That looks so cool and nice! Good luck in development! Hope "it will end in enjoyable game" (not a nuclear war ) How do you make this "terra incognita" effect? (unexplored areas are not shown)
Thanks!
I don't know if I have a great answer for you. I don't think it's doing anything fancy or clever.
The map is currently a giant VertexArray which has its vertices set once immediatley after map generation. I have a variable representing the unexplored map color (I think its currently at an rgb of 22, 22, 22), which is what the background color of the window is set to, as well as what each vertex color on that array is initially set to.
I keep track of a few vision related things for every nation. Each tile has a VisionCount associated with it for every nation. If for instance a unit moves (or is created / destroyed), this VisionCount is updated for every relevant tile. In that way I know whether or not to draw a given unit or city.

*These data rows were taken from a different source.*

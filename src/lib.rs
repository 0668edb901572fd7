//! Perceptual stereo-to-mono downmixing.
//!
//! A plain `(L + R) / 2` fold cancels out-of-phase content, flattens the
//! stereo image and drops perceived loudness. This crate analyzes the stereo
//! buffer first (width, phase correlation, levels, a zero-crossing richness
//! estimate and a coarse difference-band distribution), maps those features
//! to mixing weights through a small fixed feed-forward transform, then
//! downmixes in stages: weighted sum plus side fold-in, harmonic
//! reinjection, high-frequency emphasis, loudness compensation and a soft
//! limiter.
//!
//! ```no_run
//! use monica::{ConversionConfig, Converter, StereoBuffer};
//!
//! let left = vec![0.0f32; 44100];
//! let right = vec![0.0f32; 44100];
//! let buffer = StereoBuffer::new(left, right, 44100)?;
//!
//! let converter = Converter::new();
//! let mono = converter.convert(&buffer, &ConversionConfig::default().with_preserve_width(0.9))?;
//! println!("{} samples at {} Hz", mono.samples.len(), mono.sample_rate);
//! # Ok::<(), monica::ConvertError>(())
//! ```

pub mod audio;
pub mod config;
pub mod encode;
pub mod error;
pub mod mixer;

pub use audio::analysis::StereoAnalyzer;
pub use audio::buffer::StereoBuffer;
pub use audio::features::{AnalysisResult, FrequencyDistribution};
pub use error::ConvertError;
pub use mixer::converter::{ConversionConfig, Converter, MonoOutput};
pub use mixer::downmix::Downmixer;
pub use mixer::weights::{MixWeights, WeightMapper};

/// Analyze a stereo buffer without converting it.
pub fn analyze(buffer: &StereoBuffer) -> AnalysisResult {
    StereoAnalyzer::new().analyze(buffer)
}

/// Convert with a freshly built converter. Prefer holding a [`Converter`]
/// when converting many buffers.
pub fn convert(buffer: &StereoBuffer, config: &ConversionConfig) -> Result<MonoOutput, ConvertError> {
    Converter::new().convert(buffer, config)
}

/// Validate raw channels and analyze them.
pub fn analyze_channels(
    left: &[f32],
    right: &[f32],
    sample_rate: u32,
) -> Result<AnalysisResult, ConvertError> {
    let buffer = StereoBuffer::new(left.to_vec(), right.to_vec(), sample_rate)?;
    Ok(analyze(&buffer))
}

/// Validate raw channels and convert them.
pub fn convert_channels(
    left: &[f32],
    right: &[f32],
    sample_rate: u32,
    config: &ConversionConfig,
) -> Result<MonoOutput, ConvertError> {
    let buffer = StereoBuffer::new(left.to_vec(), right.to_vec(), sample_rate)?;
    convert(&buffer, config)
}
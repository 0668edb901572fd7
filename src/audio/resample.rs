use crate::error::{ConvertError, Result};

/// Linear-interpolation resampler.
///
/// Output length is `floor(len / (source_rate / target_rate))`. Equal rates
/// return the input unchanged.
pub fn resample(samples: &[f32], source_rate: u32, target_rate: u32) -> Result<Vec<f32>> {
    if source_rate == 0 {
        return Err(ConvertError::InvalidSampleRate(source_rate));
    }
    if target_rate == 0 {
        return Err(ConvertError::InvalidSampleRate(target_rate));
    }
    if source_rate == target_rate || samples.is_empty() {
        return Ok(samples.to_vec());
    }

    let ratio = source_rate as f64 / target_rate as f64;
    let out_len = (samples.len() as f64 / ratio).floor() as usize;
    let last = samples.len() - 1;

    let output = (0..out_len)
        .map(|i| {
            let pos = i as f64 * ratio;
            let idx = (pos.floor() as usize).min(last);
            let frac = (pos - idx as f64) as f32;
            let s0 = samples[idx];
            let s1 = samples[(idx + 1).min(last)];
            s0 + (s1 - s0) * frac
        })
        .collect();

    Ok(output)
}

But yeah, when a tile goes from unexplored to explored I update the VertexArray, changing the relevant vertex colors from the unexplored color to that tiles actual color.
Originally the vertex array only contained the tiles on screen, and I was reconstructing the array each time the camera panned or a game update happened, I'm not sure if there's a meaningful difference in terms of performance between the two. Eventually I'd like to convert it to a vbo so that there's not a ton of data continually getting sent to the video card each frame, but it runs fine on my old laptop at the moment so I haven't bothered.

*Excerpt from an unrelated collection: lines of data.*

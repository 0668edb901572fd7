//! Feature-to-mix-weight mapping.
//!
//! A fixed-topology feed-forward transform (8 -> 16 -> 8 -> 4). Parameters are
//! laid out so every feature has a dedicated path through the hidden layers,
//! then perturbed by a small jitter from a fixed-seed ChaCha8 stream. Nothing
//! is learned; the same seed always yields the same tables.

use rand::Rng;
use rand::SeedableRng;
use rand_chacha::ChaCha8Rng;
use serde::Serialize;

use crate::audio::features::FEATURE_COUNT;

pub const DEFAULT_SEED: u64 = 0x6d6f_6e6f_6d69_7821;

const HIDDEN_1: usize = 16;
const HIDDEN_2: usize = 8;
const OUTPUTS: usize = 4;

const HIDDEN_1_JITTER: f32 = 0.01;
const HIDDEN_2_JITTER: f32 = 0.005;
const OUTPUT_JITTER: f32 = 0.005;

// Feature slots, see `AnalysisResult::feature_vector`
const WIDTH: usize = 0;
const RICHNESS: usize = 1;
const PHASE: usize = 4;
const HIGH_BAND: usize = 7;

/// Channel blend and reinjection gains for one conversion.
#[derive(Clone, Copy, Debug, PartialEq, Serialize)]
#[serde(rename_all = "camelCase")]
pub struct MixWeights {
    /// [0.3, 0.7]
    pub left_weight: f32,
    /// [0.3, 0.7]
    pub right_weight: f32,
    /// [0.0, 0.5]
    pub side_gain: f32,
    /// [0.0, 0.3]
    pub harmonic_gain: f32,
}

impl MixWeights {
    fn from_raw(raw: [f32; OUTPUTS]) -> Self {
        Self {
            left_weight: (0.5 + raw[0] * 0.2).clamp(0.3, 0.7),
            right_weight: (0.5 + raw[1] * 0.2).clamp(0.3, 0.7),
            side_gain: raw[2].clamp(0.0, 0.5),
            harmonic_gain: raw[3].clamp(0.0, 0.3),
        }
    }
}

#[derive(Clone, Copy, Debug, PartialEq, Eq)]
enum Activation {
    Relu,
    Linear,
}

impl Activation {
    #[inline]
    fn apply(self, x: f32) -> f32 {
        match self {
            Activation::Relu => x.max(0.0),
            Activation::Linear => x,
        }
    }
}

#[derive(Clone, Debug)]
struct Layer {
    /// Row per output unit
    weights: Vec<Vec<f32>>,
    biases: Vec<f32>,
    activation: Activation,
}

impl Layer {
    fn forward(&self, input: &[f32]) -> Vec<f32> {
        self.weights
            .iter()
            .zip(self.biases.iter())
            .map(|(row, &bias)| {
                let sum = row
                    .iter()
                    .zip(input.iter())
                    .fold(bias, |acc, (w, x)| acc + w * x);
                self.activation.apply(sum)
            })
            .collect()
    }
}

/// Builds a layer from a structured base plus uniform jitter.
fn build_layer(
    rng: &mut ChaCha8Rng,
    outputs: usize,
    inputs: usize,
    jitter: f32,
    activation: Activation,
    base_weight: impl Fn(usize, usize) -> f32,
    base_bias: impl Fn(usize) -> f32,
) -> Layer {
    let mut weights = Vec::with_capacity(outputs);
    let mut biases = Vec::with_capacity(outputs);
    for unit in 0..outputs {
        let row = (0..inputs)
            .map(|input| base_weight(unit, input) + rng.random_range(-jitter..=jitter))
            .collect();
        weights.push(row);
        biases.push(base_bias(unit) + rng.random_range(-jitter..=jitter));
    }
    Layer {
        weights,
        biases,
        activation,
    }
}

/// Deterministic 8-feature to 4-weight transform.
///
/// Read-only after construction, so one instance can serve concurrent
/// conversions.
#[derive(Clone, Debug)]
pub struct WeightMapper {
    layers: [Layer; 3],
}

impl Default for WeightMapper {
    fn default() -> Self {
        Self::with_seed(DEFAULT_SEED)
    }
}

impl WeightMapper {
    pub fn new() -> Self {
        Self::default()
    }

    pub fn with_seed(seed: u64) -> Self {
        let mut rng = ChaCha8Rng::seed_from_u64(seed);

        // Units 0..8 carry each feature at full gain, 8..16 at half gain
        let hidden_1 = build_layer(
            &mut rng,
            HIDDEN_1,
            FEATURE_COUNT,
            HIDDEN_1_JITTER,
            Activation::Relu,
            |unit, input| match (unit % FEATURE_COUNT == input, unit < FEATURE_COUNT) {
                (true, true) => 1.0,
                (true, false) => 0.5,
                _ => 0.0,
            },
            |_| 0.1,
        );

        // Recombine both copies of a feature
        let hidden_2 = build_layer(
            &mut rng,
            HIDDEN_2,
            HIDDEN_1,
            HIDDEN_2_JITTER,
            Activation::Relu,
            |unit, input| {
                if input == unit || input == unit + HIDDEN_2 {
                    0.5
                } else {
                    0.0
                }
            },
            |_| 0.05,
        );

        // Hidden feature m settles near 0.75 * x[m] + 0.15. Out-of-phase
        // material pushes the blend off-center so the sum does not cancel;
        // width and top-band energy open the side gain; richness drives
        // harmonic gain.
        let output = build_layer(
            &mut rng,
            OUTPUTS,
            HIDDEN_2,
            OUTPUT_JITTER,
            Activation::Linear,
            |unit, input| match (unit, input) {
                (0, PHASE) => -1.0,
                (1, PHASE) => 1.0,
                (2, WIDTH) => 0.4,
                (2, HIGH_BAND) => 0.1,
                (3, RICHNESS) => 0.2,
                (3, HIGH_BAND) => 0.1,
                _ => 0.0,
            },
            |unit| match unit {
                0 => 0.9,
                1 => -0.9,
                3 => -0.03,
                _ => 0.0,
            },
        );

        Self {
            layers: [hidden_1, hidden_2, output],
        }
    }

    /// Unclamped network outputs. Inputs are clamped to [0, 1] first.
    pub fn forward(&self, features: &[f32; FEATURE_COUNT]) -> [f32; OUTPUTS] {
        let mut activations: Vec<f32> = features.iter().map(|f| f.clamp(0.0, 1.0)).collect();
        for layer in &self.layers {
            activations = layer.forward(&activations);
        }

        let mut raw = [0.0f32; OUTPUTS];
        raw.copy_from_slice(&activations[..OUTPUTS]);
        raw
    }

    pub fn map_features(&self, features: &[f32; FEATURE_COUNT]) -> MixWeights {
        let weights = MixWeights::from_raw(self.forward(features));
        log::debug!(
            "Mix weights: left={:.4}, right={:.4}, side={:.4}, harmonic={:.4}",
            weights.left_weight,
            weights.right_weight,
            weights.side_gain,
            weights.harmonic_gain
        );
        weights
    }
}

#[cfg(test)]
mod tests {
    use super::*;

    fn assert_in_range(weights: &MixWeights) {
        assert!((0.3..=0.7).contains(&weights.left_weight));
        assert!((0.3..=0.7).contains(&weights.right_weight));
        assert!((0.0..=0.5).contains(&weights.side_gain));
        assert!((0.0..=0.3).contains(&weights.harmonic_gain));
    }

    #[test]
    fn same_seed_same_weights() {
        let features = [0.4, 0.2, 0.3, 0.8, 0.6, 0.7, 0.2, 0.1];
        let a = WeightMapper::new().forward(&features);
        let b = WeightMapper::new().forward(&features);
        assert_eq!(a, b);
    }

    #[test]
    fn different_seeds_differ_but_stay_in_range() {
        let features = [0.4, 0.2, 0.3, 0.8, 0.6, 0.7, 0.2, 0.1];
        let a = WeightMapper::with_seed(1).forward(&features);
        let b = WeightMapper::with_seed(2).forward(&features);
        assert_ne!(a, b);
        assert_in_range(&WeightMapper::with_seed(1).map_features(&features));
        assert_in_range(&WeightMapper::with_seed(2).map_features(&features));
    }

    #[test]
    fn outputs_always_in_documented_ranges() {
        let mapper = WeightMapper::new();
        for features in [[0.0; 8], [1.0; 8], [0.5; 8], [1.0, 0.0, 1.0, 0.0, 1.0, 0.0, 1.0, 0.0]] {
            assert_in_range(&mapper.map_features(&features));
        }
    }

    #[test]
    fn out_of_range_inputs_are_clamped() {
        let mapper = WeightMapper::new();
        let wild = [5.0, -3.0, 2.0, -1.0, 9.0, -0.5, 1.5, 100.0];
        let tamed = [1.0, 0.0, 1.0, 0.0, 1.0, 0.0, 1.0, 1.0];
        assert_eq!(mapper.forward(&wild), mapper.forward(&tamed));
    }

    #[test]
    fn in_phase_material_blends_evenly() {
        let weights = WeightMapper::new().map_features(&[0.0, 0.2, 0.3, 0.5, 1.0, 1.0, 0.0, 0.0]);
        assert!(
            (weights.left_weight - weights.right_weight).abs() < 0.15,
            "expected near-even blend, got {:?}",
            weights
        );
    }

    #[test]
    fn out_of_phase_material_favours_one_channel() {
        let weights = WeightMapper::new().map_features(&[1.0, 0.2, 0.3, 0.5, 0.0, 1.0, 0.0, 0.0]);
        assert!(weights.left_weight > weights.right_weight, "{:?}", weights);
    }

    #[test]
    fn wider_images_get_more_side_gain() {
        let mapper = WeightMapper::new();
        let narrow = mapper.map_features(&[0.0, 0.2, 0.3, 0.5, 0.9, 1.0, 0.0, 0.0]);
        let wide = mapper.map_features(&[1.0, 0.2, 0.3, 0.5, 0.9, 1.0, 0.0, 0.0]);
        assert!(wide.side_gain > narrow.side_gain);
        assert!(narrow.side_gain > 0.0);
    }

    #[test]
    fn relu_layer_zeroes_negative_sums() {
        let layer = Layer {
            weights: vec![vec![1.0, -1.0], vec![-1.0, 1.0]],
            biases: vec![0.0, 0.0],
            activation: Activation::Relu,
        };
        assert_eq!(layer.forward(&[0.75, 0.25]), vec![0.5, 0.0]);
    }
}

I also used to do some crazy stuff with the background color and map edge, where I wanted the background color to be this certain shade of blue, but I couldn't set the background color at the start of the game to that, because then the player would be able to easily see where they were on the map by panning the camera around.
So to solve that problem, when a player explored any map edge, I'd cast a ray along that edge to either the actual end of the map if it was explored, or it'd continually cast to the edge of the screen if not explored. I'd use the two points on this ray to draw a shape filling out the remaining skybox of the screen.

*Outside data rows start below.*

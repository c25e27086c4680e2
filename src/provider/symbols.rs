//! Instrument identifier and date normalisation.

/// Left-pad a numeric code to six characters.
pub fn zfill6(code: &str) -> String {
    let code = code.trim();
    if code.len() >= 6 {
        code.to_string()
    } else {
        format!("{:0>6}", code)
    }
}

/// Exchange-prefixed symbol for the quote backend (`sh600000`, `sz000001`, `bj830799`).
pub fn tx_prefix_symbol(symbol: &str) -> String {
    let s = symbol.trim();
    if s.is_empty() {
        return String::new();
    }
    if ["sh", "sz", "bj"].iter().any(|p| s.starts_with(p)) && s.len() >= 8 {
        return s.to_string();
    }
    if ["SH", "SZ", "BJ"].iter().any(|p| s.starts_with(p)) {
        return s.to_lowercase();
    }
    let exchange = match s.as_bytes()[0] {
        b'6' => "sh",
        b'0' | b'3' => "sz",
        b'4' | b'8' => "bj",
        _ => "sz",
    };
    format!("{}{}", exchange, s)
}

/// Canonical six-digit A-share code: strips exchange prefixes and keeps the
/// trailing six digits.
pub fn normalize_a_symbol(symbol: &str) -> String {
    let s = symbol.trim().to_uppercase();
    let s = if s.len() >= 8 && ["SZ", "SH", "BJ"].iter().any(|p| s.starts_with(p)) {
        &s[2..]
    } else {
        s.as_str()
    };
    let digits: String = s.chars().filter(char::is_ascii_digit).collect();
    if digits.len() > 6 {
        digits[digits.len() - 6..].to_string()
    } else {
        digits
    }
}

/// `YYYY-MM-DD`, `YYYY/MM/DD` or `YYYYMMDD...` to `YYYYMMDD`; anything else
/// yields `default`.
pub fn normalize_yyyymmdd(value: Option<&str>, default: &str) -> String {
    let Some(raw) = value.map(str::trim).filter(|s| !s.is_empty()) else {
        return default.to_string();
    };
    let compact: String = raw.chars().filter(|c| *c != '-' && *c != '/').collect();
    match compact.get(..8) {
        Some(head) if head.chars().all(|c| c.is_ascii_digit()) => head.to_string(),
        _ => default.to_string(),
    }
}
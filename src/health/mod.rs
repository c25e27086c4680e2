//! Health monitoring: outcome statistics, degradation state, probes.

pub mod classify;
pub mod monitor;
pub mod probe;
pub mod refresher;

pub use classify::{classify_error, ErrorKind};
pub use monitor::{
    DegradationInfo, ErrorStats, GlobalStatsView, HealthCheckResult, HealthMonitor, HealthProbe,
    HealthSnapshot, HealthSummary,
};
pub use probe::{BackendProbe, PROBE_FUNCTION};
pub use refresher::HealthRefresher;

So the camera is at the same spot in both of these screens. The top left edge isn't drawn in the first screen because the player hasn't explored a tile on the top left edge yet.
So in that first screen, the blue in the top right is a shape explicitly drawn. Like I said, it allowed me to have a separate background color and unexplored terrain color, and it's the type of thing that I personally appreciate and think is cool, but uh, on reflection it's a bit insane to focus on things like that when the actual gameplay needs work. That code currently isn't even in the game anymore as I commented it out during a refactor one day.
Tangents like that are partly the reason why this game is taking me so long to make. I've been trying to focus purely on the things that actually matter now. Which, as an aside, I implemented the above city location code and it looks like it's working well enough. Pretty happy about that.